障害者と共に歩んだ45年間
「新ノーマライゼーション」2025年11月号
一般社団法人日本筋ジストロフィー協会 上級顧問
矢澤健司(やざわけんじ)
45年前(1980年)に生まれた長男が福山型の筋ジストロフィー症であったことから、多くの皆様に支えられてきましたが、その中で支え合うことの優しさが大切なことだと感じてきました。
その一つに、一般社団法人日本筋ジストロフィー協会(以下、筋ジストロフィー協会)がありました。筋ジストロフィー協会東京支部の皆さんはとても優しく、不安を抱えた私たち親子を迎えてくださいました。おかげさまで4人の子ども(そのうち2人は患者)と明るい家庭を持つことができました。

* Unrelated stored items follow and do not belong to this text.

//! Persistence boundary for flow documents.
//!
//! The editor serializes the [`FlowGraph`] verbatim as JSON. This module
//! also adapts two legacy shapes the surrounding back office still uses:
//! step-record sequences that predate the graph editor, and storage models
//! that require a strict linear step order rather than a connection graph.

use std::fs;
use std::path::Path;

use serde::{Deserialize, Serialize};
use serde_json::{Map, Value};
use thiserror::Error;

use crate::constants::TIER_SPACING;
use crate::types::{FlowGraph, NodeId, StepKind};

/// Errors crossing the file persistence boundary.
#[derive(Error, Debug)]
pub enum StorageError {
    /// Reading or writing the file failed.
    #[error("file error: {0}")]
    Io(#[from] std::io::Error),
    /// The file contents were not a valid flow document.
    #[error("invalid flow document: {0}")]
    Format(#[from] serde_json::Error),
}

/// Errors from reconstructing a strict linear step order.
#[derive(Error, Debug, Clone, PartialEq, Eq)]
pub enum OrderError {
    /// Every node has an incoming connection, so no walk can begin.
    #[error("flow has no entry step without incoming connections")]
    NoEntryPoint,
    /// More than one node has no incoming connections.
    #[error("flow has {0} candidate entry steps, expected exactly one")]
    AmbiguousEntryPoint(usize),
}

/// Reads a flow document from disk.
pub fn load_flow(path: &Path) -> Result<FlowGraph, StorageError> {
    let json = fs::read_to_string(path)?;
    let graph = FlowGraph::from_json(&json)?;
    log::info!(
        "loaded flow from {} ({} nodes, {} connections)",
        path.display(),
        graph.nodes.len(),
        graph.connections.len()
    );
    Ok(graph)
}

/// Writes a flow document to disk as pretty-printed JSON.
pub fn save_flow(graph: &FlowGraph, path: &Path) -> Result<(), StorageError> {
    let json = graph.to_json()?;
    fs::write(path, json)?;
    log::info!("saved flow to {}", path.display());
    Ok(())
}

/// A persisted onboarding step from before the graph editor existed.
///
/// These records carry no connection list; their sequence order is the
/// flow order.
#[derive(Debug, Clone, Serialize, Deserialize)]
pub struct StepRecord {
    /// The step kind tag.
    #[serde(rename = "type")]
    pub kind: StepKind,
    /// Display label, when the record carries one.
    #[serde(default)]
    pub label: Option<String>,
    /// Canvas position, when the record carries one.
    #[serde(default)]
    pub position: Option<(f32, f32)>,
    /// Per-step configuration.
    #[serde(default)]
    pub data: Map<String, Value>,
}

/// Adapts a legacy step sequence into a flow graph.
///
/// Each record becomes a node at its recorded position, or at an
/// auto-incrementing X offset when none was stored. Record order becomes a
/// linear chain of connections.
pub fn graph_from_step_records(records: &[StepRecord]) -> FlowGraph {
    let mut graph = FlowGraph::new();
    let mut ids: Vec<NodeId> = Vec::with_capacity(records.len());

    for (index, record) in records.iter().enumerate() {
        let position = record
            .position
            .unwrap_or((index as f32 * TIER_SPACING, 0.0));
        let id = graph.add_node(record.kind, position);
        let mut data = record.data.clone();
        if let Some(label) = &record.label {
            data.insert("label".to_string(), Value::String(label.clone()));
        }
        graph.update_node_data(&id, data);
        ids.push(id);
    }

    for pair in ids.windows(2) {
        graph.add_connection(&pair[0], &pair[1]);
    }
    graph
}

/// Reconstructs a strict linear step order from the connection graph.
///
/// Walks outgoing connections from the unique node that has no incoming
/// connections. Branches follow the earliest-added connection and a
/// visited set stops revisits, so cycles terminate. Fails explicitly when
/// no unique entry step exists.
pub fn linear_step_order(graph: &FlowGraph) -> Result<Vec<NodeId>, OrderError> {
    if graph.nodes.is_empty() {
        return Ok(Vec::new());
    }

    let entries: Vec<&NodeId> = graph
        .nodes
        .iter()
        .filter(|n| graph.connections.iter().all(|c| c.target != n.id))
        .map(|n| &n.id)
        .collect();
    let entry = match entries.as_slice() {
        [] => return Err(OrderError::NoEntryPoint),
        [only] => (*only).clone(),
        many => return Err(OrderError::AmbiguousEntryPoint(many.len())),
    };

    let mut order = Vec::new();
    let mut current = Some(entry);
    while let Some(id) = current {
        if order.contains(&id) {
            break;
        }
        order.push(id.clone());
        current = graph
            .connections
            .iter()
            .find(|c| c.source == id)
            .map(|c| c.target.clone());
    }
    Ok(order)
}

#[cfg(test)]
mod tests {
    use super::*;
    use serde_json::json;

    #[test]
    fn flow_roundtrips_through_a_file() {
        let mut graph = FlowGraph::new();
        let a = graph.add_node(StepKind::Start, (0.0, 0.0));
        let b = graph.add_node(StepKind::End, (300.0, 0.0));
        graph.add_connection(&a, &b);

        let dir = std::env::temp_dir().join("flow-designer-storage-test");
        std::fs::create_dir_all(&dir).unwrap();
        let path = dir.join("roundtrip.json");
        save_flow(&graph, &path).unwrap();
        let restored = load_flow(&path).unwrap();
        std::fs::remove_file(&path).unwrap();

        assert_eq!(restored.nodes, graph.nodes);
        assert_eq!(restored.connections, graph.connections);
    }

    #[test]
    fn loading_garbage_reports_a_format_error() {
        let dir = std::env::temp_dir().join("flow-designer-storage-test");
        std::fs::create_dir_all(&dir).unwrap();
        let path = dir.join("garbage.json");
        std::fs::write(&path, "not json").unwrap();
        let err = load_flow(&path).unwrap_err();
        std::fs::remove_file(&path).unwrap();
        assert!(matches!(err, StorageError::Format(_)));
    }

    #[test]
    fn step_records_become_a_linear_chain() {
        let records = vec![
            StepRecord {
                kind: StepKind::Start,
                label: None,
                position: None,
                data: Map::new(),
            },
            StepRecord {
                kind: StepKind::DocumentOcr,
                label: Some("Passport scan".to_string()),
                position: Some((40.0, 80.0)),
                data: {
                    let mut m = Map::new();
                    m.insert("retries".to_string(), json!(2));
                    m
                },
            },
            StepRecord {
                kind: StepKind::End,
                label: None,
                position: None,
                data: Map::new(),
            },
        ];

        let graph = graph_from_step_records(&records);
        assert_eq!(graph.nodes.len(), 3);
        assert_eq!(graph.connections.len(), 2);

        // Missing positions fall back to an auto-incrementing X offset.
        assert_eq!(graph.node("start-1").unwrap().position, (0.0, 0.0));
        assert_eq!(graph.node("end-1").unwrap().position, (2.0 * TIER_SPACING, 0.0));

        let ocr = graph.node("ocr-1").unwrap();
        assert_eq!(ocr.position, (40.0, 80.0));
        assert_eq!(ocr.label(), "Passport scan");
        assert_eq!(ocr.data["retries"], json!(2));

        assert_eq!(graph.connections[0].source, "start-1");
        assert_eq!(graph.connections[0].target, "ocr-1");
        assert_eq!(graph.connections[1].target, "end-1");
    }

    #[test]
    fn linear_order_walks_from_the_entry_step() {
        let mut graph = FlowGraph::new();
        let a = graph.add_node(StepKind::Start, (0.0, 0.0));
        let b = graph.add_node(StepKind::ListCheck, (0.0, 0.0));
        let c = graph.add_node(StepKind::End, (0.0, 0.0));
        graph.add_connection(&a, &b);
        graph.add_connection(&b, &c);

        assert_eq!(linear_step_order(&graph).unwrap(), vec![a, b, c]);
    }

    #[test]
    fn linear_order_fails_without_a_unique_entry() {
        let mut graph = FlowGraph::new();
        let a = graph.add_node(StepKind::Decision, (0.0, 0.0));
        let b = graph.add_node(StepKind::ManualReview, (0.0, 0.0));
        graph.add_connection(&a, &b);
        graph.add_connection(&b, &a);
        assert_eq!(linear_step_order(&graph), Err(OrderError::NoEntryPoint));

        let mut graph = FlowGraph::new();
        graph.add_node(StepKind::Start, (0.0, 0.0));
        graph.add_node(StepKind::MessageStep, (0.0, 0.0));
        assert_eq!(
            linear_step_order(&graph),
            Err(OrderError::AmbiguousEntryPoint(2))
        );
    }

    #[test]
    fn linear_order_terminates_on_downstream_cycles() {
        let mut graph = FlowGraph::new();
        let a = graph.add_node(StepKind::Start, (0.0, 0.0));
        let b = graph.add_node(StepKind::Decision, (0.0, 0.0));
        let c = graph.add_node(StepKind::ManualReview, (0.0, 0.0));
        graph.add_connection(&a, &b);
        graph.add_connection(&b, &c);
        graph.add_connection(&c, &b);

        assert_eq!(linear_step_order(&graph).unwrap(), vec![a, b, c]);
    }

    #[test]
    fn empty_graph_orders_to_nothing() {
        assert_eq!(linear_step_order(&FlowGraph::new()).unwrap(), Vec::<NodeId>::new());
    }
}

航空宇宙技術研究所(現JAXA)の短距離離着陸機STOL機飛鳥の開発プロジェクトのため1985年岐阜に転勤しました。解析担当として勤務する傍ら、岐阜支部の活動に参加して、何かできることはないかと思いついたのが、東京の研究所の大型計算機に電話回線で接続した通信回線の技術(パソコン通信)でした。岐阜支部で発行していた機関誌の編集は各担当者がパソコンやワープロで原稿を作っていましたが、ファイルの形式(OS)が異なるため一括して編集ができませんでした。そこで一度パソコン通信を使ってそれぞれの原稿をホスト局へアップし、それをパソコンでダウンロードすることにより編集が可能になり、編集して会報の印刷画面を打ち出すことができました。原稿は国立療養所長良病院(当時)に入院していた患者さんにも手伝っていただき、分担することができました。この経験から、パソコンやワープロの作業が筋肉の力の衰えていく筋ジストロフィーの患者にとても有用だとわかりました。パソコン通信を活用することにより遠隔地の仲間とも交流することができる素晴らしいツールとして大きな可能性を持っていることを確信しました。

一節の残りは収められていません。